Because the murder in Rear Window is conveyed solely through Jeff and Lisa's speculative testimony and through the outwardly innocuous actions Lars takes to cover up his crimes, the movie is free to be much more brutal than Psycho in the sort of murder that it narrates. In the latter film, Marion Crane's (Janet Leigh) lifeless body remains intact; the less fortunate Anna is not only murdered but torn apart.
Earlier on, Stella supposes that Lars has disposed of Anna piecemeal, "scattered" her all over New York City. That seems to be just what he has done, sometime in the process of dispersing her personal effects in crates that Jeff and Lisa believe to contain parts of her body. When Lars confesses (as most Hitchcock villains with their deeply submerged sense of right and wrong eventually do), he promises to take Doyle on a "tour of the East River," where one presumes that Anna will be put back together, as least as well as a forensics team can manage. There follows a bit of falling action in which Jeff, having now had both legs broken, looks forward to another seven weeks of purgatory, and Lisa, thrilled in her new life as an amateur crime reporter, still finds that her love for the fashion magazine Bazaar can't be denied. The movie ends by showing Lisa curled up with her shiny copy of Bazaar, while the songwriter croons her name on the suddenly no-longer-ambient soundtrack.

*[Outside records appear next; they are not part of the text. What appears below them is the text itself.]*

//! Metrics definitions for the session coordinator.
//!
//! All metrics follow Prometheus naming conventions:
//! - `sc_` prefix
//! - `_total` suffix for counters
//! - `_seconds` suffix for duration histograms
//!
//! # Cardinality
//!
//! Labels are bounded:
//! - `endpoint`: parameterized paths, unknown paths collapse to `/other`
//! - `status`: success, error, timeout
//! - `operation`: bounded by code
//! - `kind`: member, guest
//! - `provenance`: ai, fallback

use metrics::{counter, gauge, histogram};
use metrics_exporter_prometheus::{Matcher, PrometheusBuilder, PrometheusHandle};
use std::time::Duration;

/// Initialize Prometheus metrics recorder and return the handle
/// for serving metrics via HTTP.
///
/// Must be called before any metrics are recorded.
///
/// # Errors
///
/// Returns error if Prometheus recorder fails to install (e.g., already installed).
pub fn init_metrics_recorder() -> Result<PrometheusHandle, String> {
    PrometheusBuilder::new()
        .set_buckets_for_metric(
            Matcher::Prefix("sc_http_request".to_string()),
            &[
                0.005, 0.010, 0.025, 0.050, 0.100, 0.150, 0.200, 0.300, 0.500, 1.000, 2.000,
            ],
        )
        .map_err(|e| format!("Failed to set HTTP request buckets: {e}"))?
        .set_buckets_for_metric(
            Matcher::Prefix("sc_db_query".to_string()),
            &[
                0.001, 0.002, 0.005, 0.010, 0.020, 0.050, 0.100, 0.250, 0.500, 1.000,
            ],
        )
        .map_err(|e| format!("Failed to set DB query buckets: {e}"))?
        // Generative model calls take seconds, bounded by AI_TIMEOUT_SECONDS
        .set_buckets_for_metric(
            Matcher::Prefix("sc_ai_call".to_string()),
            &[0.25, 0.5, 1.0, 2.0, 5.0, 10.0, 20.0, 30.0, 60.0],
        )
        .map_err(|e| format!("Failed to set AI call buckets: {e}"))?
        .install_recorder()
        .map_err(|e| format!("Failed to install Prometheus recorder: {e}"))
}

// ============================================================================
// HTTP Request Metrics
// ============================================================================

/// Record HTTP request completion
///
/// Metric: `sc_http_requests_total`, `sc_http_request_duration_seconds`
/// Labels: `method`, `endpoint`, `status`
pub fn record_http_request(method: &str, endpoint: &str, status_code: u16, duration: Duration) {
    let normalized_endpoint = normalize_endpoint(endpoint);
    let status = categorize_status_code(status_code);

    histogram!("sc_http_request_duration_seconds",
        "method" => method.to_string(),
        "endpoint" => normalized_endpoint.clone(),
        "status" => status.to_string()
    )
    .record(duration.as_secs_f64());

    counter!("sc_http_requests_total",
        "method" => method.to_string(),
        "endpoint" => normalized_endpoint,
        "status_code" => status_code.to_string()
    )
    .increment(1);
}

/// Categorize HTTP status code into success/error/timeout
fn categorize_status_code(status_code: u16) -> &'static str {
    match status_code {
        200..=299 => "success",
        408 | 504 => "timeout",
        _ => "error",
    }
}

/// Normalize endpoint path to prevent label cardinality explosion.
///
/// Meeting ids and share tokens are replaced with placeholders.
fn normalize_endpoint(path: &str) -> String {
    match path {
        "/" | "/health" | "/ready" | "/metrics" => return path.to_string(),
        _ => {}
    }

    let parts: Vec<&str> = path.trim_end_matches('/').split('/').collect();
    let templated: Option<&str> = match parts.as_slice() {
        ["", "api", "v1", "meetings", _] => Some("/api/v1/meetings/{id}"),
        ["", "api", "v1", "meetings", _, "join"] => Some("/api/v1/meetings/{id}/join"),
        ["", "api", "v1", "meetings", _, "status"] => Some("/api/v1/meetings/{id}/status"),
        ["", "api", "v1", "meetings", _, "end"] => Some("/api/v1/meetings/{id}/end"),
        ["", "api", "v1", "meetings", _, "segments"] => Some("/api/v1/meetings/{id}/segments"),
        ["", "api", "v1", "meetings", _, "share"] => Some("/api/v1/meetings/{id}/share"),
        ["", "api", "v1", "meetings", _, "transcript"] => {
            Some("/api/v1/meetings/{id}/transcript")
        }
        ["", "api", "v1", "meetings", _, "transcript", "auto-save"] => {
            Some("/api/v1/meetings/{id}/transcript/auto-save")
        }
        ["", "api", "v1", "rooms", _, "presence"] => Some("/api/v1/rooms/{id}/presence"),
        ["", "api", "v1", "share", _] => Some("/api/v1/share/{token}"),
        ["", "api", "v1", "share", _, "join"] => Some("/api/v1/share/{token}/join"),
        _ => None,
    };

    templated.unwrap_or("/other").to_string()
}

// ============================================================================
// Database Metrics
// ============================================================================

/// Record database query execution
///
/// Metric: `sc_db_query_duration_seconds`, `sc_db_queries_total`
/// Labels: `operation`, `status`
pub fn record_db_query(operation: &str, status: &str, duration: Duration) {
    histogram!("sc_db_query_duration_seconds",
        "operation" => operation.to_string()
    )
    .record(duration.as_secs_f64());

    counter!("sc_db_queries_total",
        "operation" => operation.to_string(),
        "status" => status.to_string()
    )
    .increment(1);
}

// ============================================================================
// Session Metrics
// ============================================================================

/// Record a join attempt.
///
/// Metric: `sc_joins_total`
/// Labels: `kind` (member, guest), `status` (success, error), `error_type`
pub fn record_join(kind: &str, status: &str, error_type: Option<&str>) {
    counter!("sc_joins_total",
        "kind" => kind.to_string(),
        "status" => status.to_string(),
        "error_type" => error_type.unwrap_or("none").to_string()
    )
    .increment(1);
}

/// Record a presence update.
///
/// Metric: `sc_presence_updates_total`
/// Labels: `status` (joined, left), `applied`
pub fn record_presence_update(status: &str, applied: bool) {
    counter!("sc_presence_updates_total",
        "status" => status.to_string(),
        "applied" => applied.to_string()
    )
    .increment(1);
}

/// Record a state machine transition.
///
/// Metric: `sc_meeting_transitions_total`
/// Labels: `to`, `source` (request, join, auto_save, sweep)
pub fn record_transition(to: &str, source: &str) {
    counter!("sc_meeting_transitions_total",
        "to" => to.to_string(),
        "source" => source.to_string()
    )
    .increment(1);
}

// ============================================================================
// Transcript Metrics
// ============================================================================

/// Record an appended segment.
///
/// Metric: `sc_segments_appended_total`
/// Labels: `is_final`
pub fn record_segment_appended(is_final: bool) {
    counter!("sc_segments_appended_total",
        "is_final" => is_final.to_string()
    )
    .increment(1);
}

/// Record a partial auto-save.
///
/// Metric: `sc_auto_saves_total`
/// Labels: `status` (saved, skipped, error), `count_reset`
pub fn record_auto_save(status: &str, count_reset: bool) {
    counter!("sc_auto_saves_total",
        "status" => status.to_string(),
        "count_reset" => count_reset.to_string()
    )
    .increment(1);
}

/// Record a finalization outcome.
///
/// Metric: `sc_finalizations_total`
/// Labels: `trigger` (threshold, terminal), `outcome`
pub fn record_finalization(trigger: &str, outcome: &str) {
    counter!("sc_finalizations_total",
        "trigger" => trigger.to_string(),
        "outcome" => outcome.to_string()
    )
    .increment(1);
}

// ============================================================================
// Summarization Metrics
// ============================================================================

/// Record a produced summary.
///
/// Metric: `sc_summaries_total`
/// Labels: `provenance` (ai, fallback), `reason`
pub fn record_summary(provenance: &str, reason: &str) {
    counter!("sc_summaries_total",
        "provenance" => provenance.to_string(),
        "reason" => reason.to_string()
    )
    .increment(1);
}

/// Record a call to the generative-text service.
///
/// Metric: `sc_ai_call_duration_seconds`, `sc_ai_calls_total`
/// Labels: `status` (success, error, timeout, malformed)
pub fn record_ai_call(status: &str, duration: Duration) {
    histogram!("sc_ai_call_duration_seconds",
        "status" => status.to_string()
    )
    .record(duration.as_secs_f64());

    counter!("sc_ai_calls_total",
        "status" => status.to_string()
    )
    .increment(1);
}

// ============================================================================
// Registry and Task Metrics
// ============================================================================

/// Set the number of registered meeting actors.
///
/// Metric: `sc_meeting_actors_active`
pub fn set_meeting_actors_active(count: usize) {
    gauge!("sc_meeting_actors_active").set(count as f64);
}

/// Record an expiry sweep run.
///
/// Metric: `sc_sweep_runs_total`, `sc_meetings_swept_total`
/// Labels: `status`
pub fn record_sweep(status: &str, swept: u64) {
    counter!("sc_sweep_runs_total",
        "status" => status.to_string()
    )
    .increment(1);

    counter!("sc_meetings_swept_total").increment(swept);
}

// ============================================================================
// Tests
// ============================================================================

Once the blinds that were raised in the beginning are lowered again, the movie's tidy closure seems absolute. But when the lights go up, you could conceivably be imagining another scene the movie doesn't show, in which Lars still not knowing what anyone wants from him, a little insane and sick with a rage so seething that the movie never goes near it guides Doyle to the remaining portions of his dead wife. Around this time Doyle would set about to solve the mystery of what has made Lars the way he is, since the more important puzzle how to go about reassembling Anna from a pile of floppy or decomposing limbs isn't ever going to get solved.
If you'd watched the movie in 1954, then, as you stepped back out into the sunlight, you may have thought briefly about the news you'd heard, mostly on the radio, about the bodies coming back in pieces from the war in Korea. That conflict had only ended the year before. The radio didn't mention the state of those bodies, and the emergent technology of television certainly didn't show them, the way it would later, in Vietnam. That wouldn't matter, though, if you were one of America's ten million-plus World War II and Korean War veterans, because you'd probably have a pretty vivid picture of just what the radio was talking about. You'd seen GIs bracketed by mortars or incinerated by German 88s, conscripts ripped apart by American firebombs or offshore Naval shells, Japanese civilians in the wake of the atomic bomb. You'd seen these things even if, now, you never discussed them.
One wonders whether Universal, in the process of restoring the cheerful brightness of Doyle's favorite still life and the shiny gloss of Lisa's magazine, will find a way to cast these recollections into clearer relief, too.